Monday, August 18, 2014

Amazing, Weird & Hard. Writing - and letting it go.

Writing is amazing. And weird. And hard. Maybe in that order and then scrambled again. Well, take it back. It's amazing at first when you get an idea. Or for me it is. I always think whatever I've written is my last piece, truly. But then it happens again. I'm usually sparked by some external experience -- watching someone else's play or film or listening to a piece of music. My personal inspirations rush in, a place, a theme, a character flaw, and I start writing.

It's such a cozy time during the early writing days. You're spending a lot of quality time together like a brand new relationship. Often as I'm falling asleep, the latest scene will replay in my head, the back and forth, what was felt, what wasn't, what was said, what wasn't. Some writers get major editor brain from the get-go. Not me. I just write and don't care and accept it's imperfect.

But the amazing time always ends, because you need to get feedback. That's the weird part which messily slides into the hard part quickly. It's like bringing your kid to the first day of school. You think she looks great (new dress! hair in two braids! what a smile!) But it's possible that her fellow classmates may see her differently (buck teeth! cross eyed stare! bad breath!)

Translation? You get feedback that the first 10 pages of your novel doesn't hook readers and that character of yours (INSERT NAME HERE) lacks a clear journey.

Hard.

But necessary.

Case in point. See the picture below of me when I'm twelve? I'm sure my mother, the Author of me, would say I was cute, but, well, you get it. It can all be subjective.



It's this hard part that scares a lot of the first time Authors I've spoken to via BookHive. Who wants to go in front of the firing squad? The flat computer screen and yourself on the couch, that intimate tête-à-tête, is such an easier place to live. I get it.

We do our best at BookHive to protect our Authors. We do this by carefully vetting our Test Readers. We've all been on blogs or Facebook when a psycho outlier goes for the jugular. If I ever see that kind of feedback from a Test Reader, which is unnecessarily snarky and cruel, we never use them again. Everything is tailored for the Author. From the way we order the questions, to who we pick to test their novel, BookHive does its best to give the Author the most potentially positive and useful outcome.

That all said, it's still scary for the writer.

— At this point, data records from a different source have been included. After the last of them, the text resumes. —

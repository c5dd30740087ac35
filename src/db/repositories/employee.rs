//! Employee repository

use crate::db::{parse_column, DynDatabasePool, LastInsertId};
use crate::models::{parse_employee_code, Employee, EmployeeFilter, EmployeeStatus, ListParams};
use anyhow::{Context, Result};
use async_trait::async_trait;
use chrono::{NaiveDate, Utc};
use sqlx::Row;
use std::sync::Arc;

use super::like_pattern;

const EMPLOYEE_COLUMNS: &str = "id, employee_code, first_name, last_name, email, phone, position, \
     department_id, manager_id, hire_date, status, base_salary, created_at, updated_at";

/// Shared WHERE clause for filtered listings. Every predicate is disabled by
/// binding NULL, so the bind order is fixed.
const EMPLOYEE_FILTER: &str = "(? IS NULL OR department_id = ?) \
     AND (? IS NULL OR status = ?) \
     AND (? IS NULL OR first_name LIKE ? OR last_name LIKE ? OR email LIKE ? OR employee_code LIKE ?)";

macro_rules! employee_from_row {
    ($row:expr) => {
        Employee {
            id: $row.get("id"),
            employee_code: $row.get("employee_code"),
            first_name: $row.get("first_name"),
            last_name: $row.get("last_name"),
            email: $row.get("email"),
            phone: $row.get("phone"),
            position: $row.get("position"),
            department_id: $row.get("department_id"),
            manager_id: $row.get("manager_id"),
            hire_date: $row.get("hire_date"),
            status: parse_column($row.get("status"), "status")?,
            base_salary: $row.get("base_salary"),
            created_at: $row.get("created_at"),
            updated_at: $row.get("updated_at"),
        }
    };
}

macro_rules! bind_employee_filter {
    ($query:expr, $filter:expr, $search:expr) => {{
        let status = $filter.status.map(|s| s.as_str());
        $query
            .bind($filter.department_id)
            .bind($filter.department_id)
            .bind(status)
            .bind(status)
            .bind($search)
            .bind($search)
            .bind($search)
            .bind($search)
            .bind($search)
    }};
}

/// Column values for a new employee row
#[derive(Debug, Clone)]
pub struct NewEmployee {
    pub employee_code: String,
    pub first_name: String,
    pub last_name: String,
    pub email: String,
    pub phone: Option<String>,
    pub position: String,
    pub department_id: Option<i64>,
    pub manager_id: Option<i64>,
    pub hire_date: NaiveDate,
    pub status: EmployeeStatus,
    pub base_salary: f64,
}

#[async_trait]
pub trait EmployeeRepository: Send + Sync {
    async fn create(&self, employee: &NewEmployee) -> Result<Employee>;

    async fn get_by_id(&self, id: i64) -> Result<Option<Employee>>;

    async fn get_by_email(&self, email: &str) -> Result<Option<Employee>>;

    /// Paged listing honouring the filter's sort column and direction
    async fn list(&self, filter: &EmployeeFilter, params: &ListParams) -> Result<(Vec<Employee>, i64)>;

    /// Every matching employee, for exports and reports
    async fn list_all(&self, filter: &EmployeeFilter) -> Result<Vec<Employee>>;

    /// Employees that are not terminated, ordered by id
    async fn list_active(&self) -> Result<Vec<Employee>>;

    /// Direct reports of a manager
    async fn list_by_manager(&self, manager_id: i64) -> Result<Vec<Employee>>;

    async fn update(&self, employee: &Employee) -> Result<Employee>;

    async fn delete(&self, id: i64) -> Result<()>;

    /// Number following the highest `EMP-` code in use
    async fn next_code_number(&self) -> Result<i64>;

    async fn count_by_status(&self) -> Result<Vec<(EmployeeStatus, i64)>>;
}

pub struct SqlxEmployeeRepository {
    pool: DynDatabasePool,
}

impl SqlxEmployeeRepository {
    pub fn new(pool: DynDatabasePool) -> Self {
        Self { pool }
    }

    pub fn boxed(pool: DynDatabasePool) -> Arc<dyn EmployeeRepository> {
        Arc::new(Self::new(pool))
    }

    async fn fetch_where(&self, clause: &str, value: i64) -> Result<Vec<Employee>> {
        let sql = format!(
            "SELECT {} FROM employees WHERE {} ORDER BY id",
            EMPLOYEE_COLUMNS, clause
        );
        with_pool!(self.pool, pool => {
            let rows = sqlx::query(&sql)
                .bind(value)
                .fetch_all(pool)
                .await
                .context("Failed to list employees")?;
            let mut employees = Vec::with_capacity(rows.len());
            for row in rows {
                employees.push(employee_from_row!(row));
            }
            Ok(employees)
        })
    }
}

#[async_trait]
impl EmployeeRepository for SqlxEmployeeRepository {
    async fn create(&self, employee: &NewEmployee) -> Result<Employee> {
        let now = Utc::now();
        let id = with_pool!(self.pool, pool => {
            sqlx::query(
                r#"
                INSERT INTO employees (employee_code, first_name, last_name, email, phone, position,
                    department_id, manager_id, hire_date, status, base_salary, created_at, updated_at)
                VALUES (?, ?, ?, ?, ?, ?, ?, ?, ?, ?, ?, ?, ?)
                "#,
            )
            .bind(&employee.employee_code)
            .bind(&employee.first_name)
            .bind(&employee.last_name)
            .bind(&employee.email)
            .bind(&employee.phone)
            .bind(&employee.position)
            .bind(employee.department_id)
            .bind(employee.manager_id)
            .bind(employee.hire_date)
            .bind(employee.status.as_str())
            .bind(employee.base_salary)
            .bind(now)
            .bind(now)
            .execute(pool)
            .await
            .context("Failed to create employee")?
            .inserted_id()
        });

        Ok(Employee {
            id,
            employee_code: employee.employee_code.clone(),
            first_name: employee.first_name.clone(),
            last_name: employee.last_name.clone(),
            email: employee.email.clone(),
            phone: employee.phone.clone(),
            position: employee.position.clone(),
            department_id: employee.department_id,
            manager_id: employee.manager_id,
            hire_date: employee.hire_date,
            status: employee.status,
            base_salary: employee.base_salary,
            created_at: now,
            updated_at: now,
        })
    }

    async fn get_by_id(&self, id: i64) -> Result<Option<Employee>> {
        let sql = format!("SELECT {} FROM employees WHERE id = ?", EMPLOYEE_COLUMNS);
        with_pool!(self.pool, pool => {
            let row = sqlx::query(&sql)
                .bind(id)
                .fetch_optional(pool)
                .await
                .context("Failed to get employee")?;
            match row {
                Some(row) => Ok(Some(employee_from_row!(row))),
                None => Ok(None),
            }
        })
    }

    async fn get_by_email(&self, email: &str) -> Result<Option<Employee>> {
        let sql = format!("SELECT {} FROM employees WHERE email = ?", EMPLOYEE_COLUMNS);
        with_pool!(self.pool, pool => {
            let row = sqlx::query(&sql)
                .bind(email)
                .fetch_optional(pool)
                .await
                .context("Failed to get employee by email")?;
            match row {
                Some(row) => Ok(Some(employee_from_row!(row))),
                None => Ok(None),
            }
        })
    }

    async fn list(&self, filter: &EmployeeFilter, params: &ListParams) -> Result<(Vec<Employee>, i64)> {
        let search = like_pattern(filter.search.as_deref());
        let sql = format!(
            "SELECT {} FROM employees WHERE {} ORDER BY {} LIMIT ? OFFSET ?",
            EMPLOYEE_COLUMNS,
            EMPLOYEE_FILTER,
            filter.sort.order_by(filter.order)
        );
        let count_sql = format!("SELECT COUNT(*) AS count FROM employees WHERE {}", EMPLOYEE_FILTER);

        with_pool!(self.pool, pool => {
            let rows = bind_employee_filter!(sqlx::query(&sql), filter, &search)
                .bind(params.limit())
                .bind(params.offset())
                .fetch_all(pool)
                .await
                .context("Failed to list employees")?;
            let total: i64 = bind_employee_filter!(sqlx::query(&count_sql), filter, &search)
                .fetch_one(pool)
                .await
                .context("Failed to count employees")?
                .get("count");

            let mut employees = Vec::with_capacity(rows.len());
            for row in rows {
                employees.push(employee_from_row!(row));
            }
            Ok((employees, total))
        })
    }

    async fn list_all(&self, filter: &EmployeeFilter) -> Result<Vec<Employee>> {
        let search = like_pattern(filter.search.as_deref());
        let sql = format!(
            "SELECT {} FROM employees WHERE {} ORDER BY {}",
            EMPLOYEE_COLUMNS,
            EMPLOYEE_FILTER,
            filter.sort.order_by(filter.order)
        );
        with_pool!(self.pool, pool => {
            let rows = bind_employee_filter!(sqlx::query(&sql), filter, &search)
                .fetch_all(pool)
                .await
                .context("Failed to list employees")?;
            let mut employees = Vec::with_capacity(rows.len());
            for row in rows {
                employees.push(employee_from_row!(row));
            }
            Ok(employees)
        })
    }

    async fn list_active(&self) -> Result<Vec<Employee>> {
        let sql = format!(
            "SELECT {} FROM employees WHERE status <> 'terminated' ORDER BY id",
            EMPLOYEE_COLUMNS
        );
        with_pool!(self.pool, pool => {
            let rows = sqlx::query(&sql)
                .fetch_all(pool)
                .await
                .context("Failed to list active employees")?;
            let mut employees = Vec::with_capacity(rows.len());
            for row in rows {
                employees.push(employee_from_row!(row));
            }
            Ok(employees)
        })
    }

    async fn list_by_manager(&self, manager_id: i64) -> Result<Vec<Employee>> {
        self.fetch_where("manager_id = ?", manager_id).await
    }

    async fn update(&self, employee: &Employee) -> Result<Employee> {
        let now = Utc::now();
        with_pool!(self.pool, pool => {
            sqlx::query(
                r#"
                UPDATE employees
                SET first_name = ?, last_name = ?, email = ?, phone = ?, position = ?,
                    department_id = ?, manager_id = ?, hire_date = ?, status = ?, base_salary = ?,
                    updated_at = ?
                WHERE id = ?
                "#,
            )
            .bind(&employee.first_name)
            .bind(&employee.last_name)
            .bind(&employee.email)
            .bind(&employee.phone)
            .bind(&employee.position)
            .bind(employee.department_id)
            .bind(employee.manager_id)
            .bind(employee.hire_date)
            .bind(employee.status.as_str())
            .bind(employee.base_salary)
            .bind(now)
            .bind(employee.id)
            .execute(pool)
            .await
            .context("Failed to update employee")?;
        });

        self.get_by_id(employee.id)
            .await?
            .ok_or_else(|| anyhow::anyhow!("Employee not found after update"))
    }

    async fn delete(&self, id: i64) -> Result<()> {
        with_pool!(self.pool, pool => {
            sqlx::query("DELETE FROM employees WHERE id = ?")
                .bind(id)
                .execute(pool)
                .await
                .context("Failed to delete employee")?;
        });
        Ok(())
    }

    async fn next_code_number(&self) -> Result<i64> {
        let codes: Vec<String> = with_pool!(self.pool, pool => {
            sqlx::query("SELECT employee_code FROM employees")
                .fetch_all(pool)
                .await
                .context("Failed to read employee codes")?
                .iter()
                .map(|row| row.get("employee_code"))
                .collect()
        });

        let max = codes
            .iter()
            .filter_map(|code| parse_employee_code(code))
            .max()
            .unwrap_or(0);
        Ok(max + 1)
    }

    async fn count_by_status(&self) -> Result<Vec<(EmployeeStatus, i64)>> {
        with_pool!(self.pool, pool => {
            let rows = sqlx::query("SELECT status, COUNT(*) AS count FROM employees GROUP BY status")
                .fetch_all(pool)
                .await
                .context("Failed to count employees by status")?;
            let mut counts = Vec::with_capacity(rows.len());
            for row in rows {
                let status: EmployeeStatus = parse_column(row.get("status"), "status")?;
                counts.push((status, row.get::<i64, _>("count")));
            }
            Ok(counts)
        })
    }
}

I recently had a play workshopped in New York and I found myself really distancing myself, emotionally and physically, from the rehearsals. Not all playwrights work this way. But the play had been mine for so long. I had to take a step back. It's the only way I had a chance in hell to 'see it' at all in the performances.

Getting feedback is a total act of letting go.  I meditate on not having huge expectations and not looking for every Test Reader to validate my work. This is all easier said then done. But when I tested my own YA novel through BookHive, some of the critiques stung, but a lot of it gave me the direction to make the work better. There were also a lot of thumbs up, so I knew what to keep. I'd rather face my fear of someone thinking I'm not oh-so-brilliant than keeping my work safe and for an audience of only one (me).

I'd admire all writers who take the leap to get better. Writing is weird. And amazing. And hard. In that order, scrambled, and all at once, too.